In 2018, my student team designed "Deep Thought," an omni-directional soccer robot. Recently, I added an analog microphone and re-coded it to respond to notes played on a Native American flute.

 
 

Background


In 2017, I was a junior in college taking Intro to Design, a team-based project deliverable class. The class was structured around designing and manufacturing a remote system to compete in a class-wide robot soccer competition. My team designed Deep Thought, an omni-directional platform named for the computer in Hitchhiker’s Guide to the Galaxy (our assigned team number was 042). The main features of the robot are its passive ball capture mechanism, cam-loaded spring launcher and its mecanum wheel drive. Deep Thought advanced to the semi-finals with its unique strafing and aiming ability but was ultimately held back by its slow and underpowered motors – something I wanted to improve on my own.

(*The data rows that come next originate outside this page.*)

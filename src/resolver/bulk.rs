//! Bulk fetching and resolution.
//!
//! Resolving N prompts one at a time costs a fetch per prompt per nesting
//! level. [`bulk_fetch`] instead expands a breadth-first frontier: each pass
//! fetches every pending prompt in one [`BatchSource::fetch_batch`] call, and
//! the next frontier is the set of compound prompts those records reference.
//! The number of round trips is therefore bounded by the nesting depth, not by N.
//!
//! [`bulk_resolve`] then resolves every requested id against the fetched
//! [`PromptMap`] with the ordinary [`PromptResolver`]; the map answers every
//! lookup from memory, so no further data access happens.
//!
//! # Concurrency
//!
//! Passes are sequential because each frontier depends on the previous pass.
//! Per-id resolution reads only the finished map, so it runs concurrently with
//! `buffer_unordered`, each id on the blocking pool.
//!
//! # Error Containment
//!
//! A failing id becomes an entry in [`BulkResolution::errors`]; the other ids
//! resolve normally. Only a failure of the batch fetch itself fails the call.

use futures::stream::{self, StreamExt};
use std::collections::{BTreeMap, BTreeSet, HashSet};
use std::sync::Arc;

use super::PromptResolver;
use crate::config::EngineConfig;
use crate::core::{PromptError, PromptId, Result};
use crate::source::{BatchSource, PromptMap};

/// Records gathered by [`bulk_fetch`].
#[derive(Debug, Clone, Default)]
pub struct BulkFetch {
    /// Full records of every fetched prompt, plus stubs of referenced prompts.
    pub records: PromptMap,
    /// Batch fetch calls actually issued.
    pub passes: usize,
}

/// Outcome of [`bulk_resolve`].
#[derive(Debug, Clone, Default, PartialEq, Eq)]
pub struct BulkResolution {
    /// Resolved text per successfully resolved id.
    pub resolved_texts: BTreeMap<PromptId, String>,
    /// Error per failed id.
    pub errors: BTreeMap<PromptId, PromptError>,
    /// Number of ids that resolved.
    pub success_count: usize,
    /// Number of ids that failed.
    pub error_count: usize,
    /// Batch fetch passes issued; at most `ceiling + 1`.
    pub queries_executed: usize,
}

/// Fetch `ids` and everything needed to resolve them, one batch per level.
///
/// Each pass fetches the frontier minus the ids fetched so far. Full records go
/// into the map; each component's referenced prompt goes in as a stub unless a
/// record is already present, so non-compound leaves need no pass of their own.
/// Referenced compound prompts form the next frontier. At most `ceiling + 1`
/// passes run, which bounds the loop even on cyclic data.
///
/// # Errors
///
/// Returns the first error raised by `source`.
pub fn bulk_fetch<B>(source: &B, ids: &[PromptId], ceiling: usize) -> Result<BulkFetch>
where
    B: BatchSource + ?Sized,
{
    let mut result = BulkFetch::default();
    let mut current: BTreeSet<PromptId> = ids.iter().copied().collect();
    let mut fetched: HashSet<PromptId> = HashSet::new();
    let mut depth = 0;

    while !current.is_empty() && depth <= ceiling {
        let to_fetch: Vec<PromptId> = current.iter().copied().filter(|id| !fetched.contains(id)).collect();
        if to_fetch.is_empty() {
            break;
        }

        let batch = source.fetch_batch(&to_fetch)?;
        result.passes += 1;
        tracing::debug!(
            "Bulk fetch pass {}: requested {}, received {}",
            result.passes,
            to_fetch.len(),
            batch.len()
        );

        let mut next = BTreeSet::new();
        for record in batch {
            fetched.insert(record.id());

            let stubs: Vec<_> = record.components.iter().filter_map(|c| c.referenced.clone()).collect();
            result.records.insert(record);

            for stub in stubs {
                if stub.is_compound {
                    next.insert(stub.id);
                }
                result.records.insert_stub(stub);
            }
        }

        current = next;
        depth += 1;
    }

    Ok(result)
}

/// Resolve one id against a bulk-fetched map.
///
/// Non-compound prompts take their text directly without entering the recursion.
fn resolve_from_map(records: &PromptMap, id: PromptId, ceiling: usize) -> Result<String> {
    match records.get(id) {
        None => Err(PromptError::NotFound {
            id,
        }),
        Some(record) if !record.prompt.is_compound => Ok(record.prompt.literal_text().to_string()),
        Some(_) => PromptResolver::new(records, ceiling).resolve_text(id),
    }
}

/// Resolve many prompts with a bounded number of batch fetches.
///
/// Duplicate ids are resolved once. Output is identical, per id, to resolving
/// each id with [`PromptResolver::resolve`] against the same data.
///
/// # Errors
///
/// Fails only when the batch fetch fails or its task panics. Per-id failures are
/// reported in [`BulkResolution::errors`].
///
/// # Examples
///
/// ```rust,no_run
/// use std::sync::Arc;
/// use promptweave::config::EngineConfig;
/// use promptweave::core::PromptId;
/// use promptweave::resolver::bulk_resolve;
/// use promptweave::store::SqliteStore;
///
/// # async fn example() -> anyhow::Result<()> {
/// let store = Arc::new(SqliteStore::open_in_memory()?);
/// let outcome = bulk_resolve(store, &[PromptId(1), PromptId(2)], &EngineConfig::default()).await?;
/// println!("{} resolved in {} passes", outcome.success_count, outcome.queries_executed);
/// # Ok(())
/// # }
/// ```
pub async fn bulk_resolve<B>(source: Arc<B>, ids: &[PromptId], config: &EngineConfig) -> Result<BulkResolution>
where
    B: BatchSource + Send + Sync + ?Sized + 'static,
{
    let mut seen = HashSet::new();
    let unique: Vec<PromptId> = ids.iter().copied().filter(|id| seen.insert(*id)).collect();
    if unique.is_empty() {
        return Ok(BulkResolution::default());
    }

    let ceiling = config.max_depth;
    let fetch_ids = unique.clone();
    let fetched = tokio::task::spawn_blocking(move || bulk_fetch(source.as_ref(), &fetch_ids, ceiling))
        .await
        .map_err(|e| PromptError::Other {
            message: format!("Bulk fetch task failed: {e}"),
        })??;

    let passes = fetched.passes;
    let records = Arc::new(fetched.records);
    let concurrency = config.max_parallel.max(1);

    let outcomes: Vec<(PromptId, Result<String>)> = stream::iter(unique)
        .map(|id| {
            let records = Arc::clone(&records);
            async move {
                let outcome = tokio::task::spawn_blocking(move || resolve_from_map(&records, id, ceiling))
                    .await
                    .unwrap_or_else(|e| {
                        Err(PromptError::Other {
                            message: format!("Resolution task failed: {e}"),
                        })
                    });
                (id, outcome)
            }
        })
        .buffer_unordered(concurrency)
        .collect()
        .await;

    let mut resolution = BulkResolution {
        queries_executed: passes,
        ..BulkResolution::default()
    };
    for (id, outcome) in outcomes {
        match outcome {
            Ok(text) => {
                resolution.resolved_texts.insert(id, text);
            }
            Err(error) => {
                tracing::warn!("Failed to resolve {}: {}", id, error);
                resolution.errors.insert(id, error);
            }
        }
    }
    resolution.success_count = resolution.resolved_texts.len();
    resolution.error_count = resolution.errors.len();

    tracing::debug!(
        "Bulk resolve: {} ok, {} failed, {} passes",
        resolution.success_count,
        resolution.error_count,
        resolution.queries_executed
    );
    Ok(resolution)
}

/// Resolve a single prompt through the bulk path.
///
/// # Errors
///
/// Returns the id's resolution error, or the batch fetch error.
pub async fn resolve_one<B>(source: Arc<B>, id: PromptId, config: &EngineConfig) -> Result<String>
where
    B: BatchSource + Send + Sync + ?Sized + 'static,
{
    let mut resolution = bulk_resolve(source, &[id], config).await?;
    if let Some(error) = resolution.errors.remove(&id) {
        return Err(error);
    }
    resolution.resolved_texts.remove(&id).ok_or(PromptError::NotFound {
        id,
    })
}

The robot was relinquished to a box in my closet after the competition – my team let me keep Deep Thought since I had spent the most time and money in manufacturing. I had always planned to work on some upgrades for fun and I finally got the opportunity during my final term of college.


 


ME 451: Learning the Ropes of Robotics

In Spring of 2020, I took a course on coding and data measurement. This course was also structured around a term project: an open-ended Arduino-based system, which must use a sensor with at least three states and actuators with at least three behaviors. I chose to dust off Deep Thought and recode it from scratch with a twist: I wanted to control it with a Native American flute.

I began by searching the web for an FFT library I could use on an Arduino. I found a few spectrogram projects that used an Arduino FFT library with frustratingly little documentation. I ended up reverse-engineering my FFT from a Frequency Visualizer project by Clyde Lettsome, PE. The code included with this project is published with his permission.


The next step was to demonstrate that it worked. I began by wiring a 3.5mm audio jack to one of the Arduino’s analog pin. I found that I could play tuning pitch videos through my computer and see a frequency spike corresponding to each note, like the one shown here:


This plot shows the Arduino serial plotter output while I played a few tuning notes through the audio jack. The FFT I'm using is optimized for speed. It only has 64 bins of resolution, corresponding to frequencies between 0 and 1,000 Hz. I chose this range because it covers the highest note my flute can produce, A 880Hz. Dividing 1,000 Hz into 64 bins gives a resolution of about 16 Hz per bin. Luckily, the smallest distance between any two notes on my flute is great enough that this resolution can easily differentiate close notes. Notice the difference in resolution between the Matlab computed FFT (second plot) and the Arduino FFT (third plot) below:


Now that I had verified the FFT worked, it was time to try it with an actual instrument. I swapped the audio jack for an analog microphone, added a few LEDs, wrote a few lines of code, and tested my new 6-frequency-resolution spectrogram with my flute for the first time:



With a little bit of tinkering, I now had functional code that could differentiate frequencies of sound picked up by a microphone. From here, programming the robot was straight-forward: simply replace each colored LED with a different set of motor commands. Luckily, I had already tested this functionality with the audio jack setup:



 

Hardware Upgrades

I decided to replace all the electronics on Deep Thought, both to increase my familiarity with it and to avoid troubleshooting damage that might have occurred during storage. I also incorporated several upgrades I've wanted to make, including:

  • Replacing the launcher motor L298n H-bridge driver with an Arduino-compatible 5V relay (to get rid of voltage drop associated with the H-bridge driver)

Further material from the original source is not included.